In vitro assembly and cellulolytic activity of a [beta]-glucosidase-integrated cellulosome complex

The cellulosome is a supramolecular multi-enzyme complex formed by protein interactions between the cohesin modules of scaffoldin proteins and the dockerin module of various polysaccharide-degrading enzymes. In general, the cellulosome exhibits no detectable [beta]-glucosidase activity to catalyze the conversion of cellobiose to glucose. Because [beta]-glucosidase prevents product inhibition of cellobiohydrolase by cellobiose, addition of [beta]-glucosidase to the cellulosome greatly enhances the saccharification of crystalline cellulose and plant biomass. Here, we report the in vitro assembly and cellulolytic activity of a [beta]-glucosidase-coupled cellulosome complex comprising the three major cellulosomal cellulases and full-length scaffoldin protein of Clostridium (Ruminiclostridium) thermocellum, and Thermoanaerobacter brockii [beta]-glucosidase fused to the type-I dockerin module of C. thermocellum. We show that the cellulosome complex composed of nearly equal numbers of cellulase and [beta]-glucosidase molecules exhibits maximum activity toward crystalline cellulose, and saccharification activity decreases as the enzymatic ratio of [beta]-glucosidase increases.
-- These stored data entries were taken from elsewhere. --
//! FFI bindings for mobile platforms (iOS/Android).
//!
//! This module provides the UniFFI bindings that expose the tracking engine
//! to Swift and Kotlin. Free functions are prefixed with `ffi_` to avoid
//! naming conflicts with the internal API.

use std::sync::mpsc::{self, Receiver};
use std::sync::{Arc, Mutex};

use log::{info, warn};

use crate::{
    ChannelObserver, GeoPoint, Sample, SampleOutcome, SpeedSeverity, TerritoryCandidate,
    TrackingConfig, TrackingEvent, TrackingSession, ValidationResult, format_area, init_logging,
    polygon_area, validate,
};

// ============================================================================
// Sample Reports
// ============================================================================

/// What happened to a pushed sample.
///
/// Some outcomes (`Discarded`, `Invalid`, `Ignored`) emit no event, so hosts
/// read them here.
#[derive(Debug, Clone, PartialEq, uniffi::Enum)]
pub enum FfiSampleOutcome {
    Ignored,
    Invalid,
    Rejected {
        speed_kmh: f64,
        severity: SpeedSeverity,
    },
    Discarded,
    Appended {
        count: u32,
    },
    Closed {
        result: ValidationResult,
    },
}

impl From<SampleOutcome> for FfiSampleOutcome {
    fn from(outcome: SampleOutcome) -> Self {
        match outcome {
            SampleOutcome::Ignored => FfiSampleOutcome::Ignored,
            SampleOutcome::Invalid => FfiSampleOutcome::Invalid,
            SampleOutcome::Rejected {
                speed_kmh,
                severity,
            } => FfiSampleOutcome::Rejected {
                speed_kmh,
                severity,
            },
            SampleOutcome::Discarded => FfiSampleOutcome::Discarded,
            SampleOutcome::Appended { count } => FfiSampleOutcome::Appended {
                count: count as u32,
            },
            SampleOutcome::Closed { result } => FfiSampleOutcome::Closed { result },
        }
    }
}

/// Result of one `push_sample` call.
#[derive(Debug, Clone, PartialEq, uniffi::Record)]
pub struct FfiSampleReport {
    pub outcome: FfiSampleOutcome,
    /// Events emitted while processing, in order
    pub events: Vec<TrackingEvent>,
}

// ============================================================================
// Session Object
// ============================================================================

/// A tracking session owned by the host app.
///
/// Each call runs synchronously and returns the events it produced, so the
/// host can apply them on its main thread.
#[derive(uniffi::Object)]
pub struct FfiTrackingSession {
    session: Mutex<TrackingSession>,
    events: Mutex<Receiver<TrackingEvent>>,
}

impl FfiTrackingSession {
    fn with_session<T>(&self, default: T, f: impl FnOnce(&mut TrackingSession) -> T) -> T {
        match self.session.lock() {
            Ok(mut session) => f(&mut session),
            Err(e) => {
                warn!("[GeofenceRust] Session lock poisoned: {}", e);
                default
            }
        }
    }

    fn take_events(&self) -> Vec<TrackingEvent> {
        self.events
            .lock()
            .map(|rx| rx.try_iter().collect())
            .unwrap_or_default()
    }
}

#[uniffi::export]
impl FfiTrackingSession {
    /// Create a session. An invalid config falls back to the defaults.
    #[uniffi::constructor]
    pub fn new(config: TrackingConfig) -> Arc<Self> {
        init_logging();
        let mut session = TrackingSession::with_config(config).unwrap_or_else(|e| {
            warn!("[GeofenceRust] {}; using default config", e);
            TrackingSession::new()
        });

        let (tx, rx) = mpsc::channel();
        session.add_observer(Arc::new(ChannelObserver::new(tx)));
        info!("[GeofenceRust] Tracking session created");

        Arc::new(Self {
            session: Mutex::new(session),
            events: Mutex::new(rx),
        })
    }

    pub fn start(&self) -> Vec<TrackingEvent> {
        self.with_session((), |s| s.start());
        self.take_events()
    }

    pub fn stop(&self) -> Vec<TrackingEvent> {
        self.with_session((), |s| s.stop());
        self.take_events()
    }

    pub fn resume(&self) -> Vec<TrackingEvent> {
        self.with_session(false, |s| s.resume());
        self.take_events()
    }

    pub fn clear(&self) -> Vec<TrackingEvent> {
        self.with_session((), |s| s.clear());
        self.take_events()
    }

    /// Feed one location fix through the pipeline.
    pub fn push_sample(&self, sample: Sample) -> FfiSampleReport {
        let outcome = self.with_session(SampleOutcome::Ignored, |s| s.process_sample(sample));
        FfiSampleReport {
            outcome: outcome.into(),
            events: self.take_events(),
        }
    }

    pub fn path_points(&self) -> Vec<GeoPoint> {
        self.with_session(Vec::new(), |s| s.path().snapshot())
    }

    pub fn point_count(&self) -> u32 {
        self.with_session(0, |s| s.path().len() as u32)
    }

    pub fn is_tracking(&self) -> bool {
        self.with_session(false, |s| s.is_tracking())
    }

    pub fn last_result(&self) -> Option<ValidationResult> {
        self.with_session(None, |s| s.last_result().cloned())
    }

    /// The validated loop waiting to be saved by the host, if any.
    pub fn candidate(&self) -> Option<TerritoryCandidate> {
        self.with_session(None, |s| s.candidate())
    }
}

// ============================================================================
// Stateless Functions
// ============================================================================

/// Validate a finished loop.
#[uniffi::export]
pub fn ffi_validate(points: Vec<GeoPoint>, config: TrackingConfig) -> ValidationResult {
    init_logging();
    info!("[GeofenceRust] validate called with {} points", points.len());
    validate(&points, &config)
}

/// Enclosed area of a loop in m².
#[uniffi::export]
pub fn ffi_polygon_area(points: Vec<GeoPoint>) -> f64 {
    polygon_area(&points)
}

/// Display string for an area.
#[uniffi::export]
pub fn ffi_format_area(area_m2: f64) -> String {
    format_area(area_m2)
}

/// Get default configuration.
#[uniffi::export]
pub fn default_tracking_config() -> TrackingConfig {
    init_logging();
    TrackingConfig::default()
}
Moreover, [beta]-glucosidase-coupled and [beta]-glucosidase-supplemented cellulosome complexes similarly exhibit maximum activity toward crystalline cellulose (i.e. 1.7-fold higher than that of the [beta]-glucosidase-free cellulosome complex). These results suggest that the enzymatic ratio of cellulase and [beta]-glucosidase in the assembled complex is crucial for the efficient saccharification of crystalline cellulose by the [beta]-glucosidase-integrated cellulosome complex.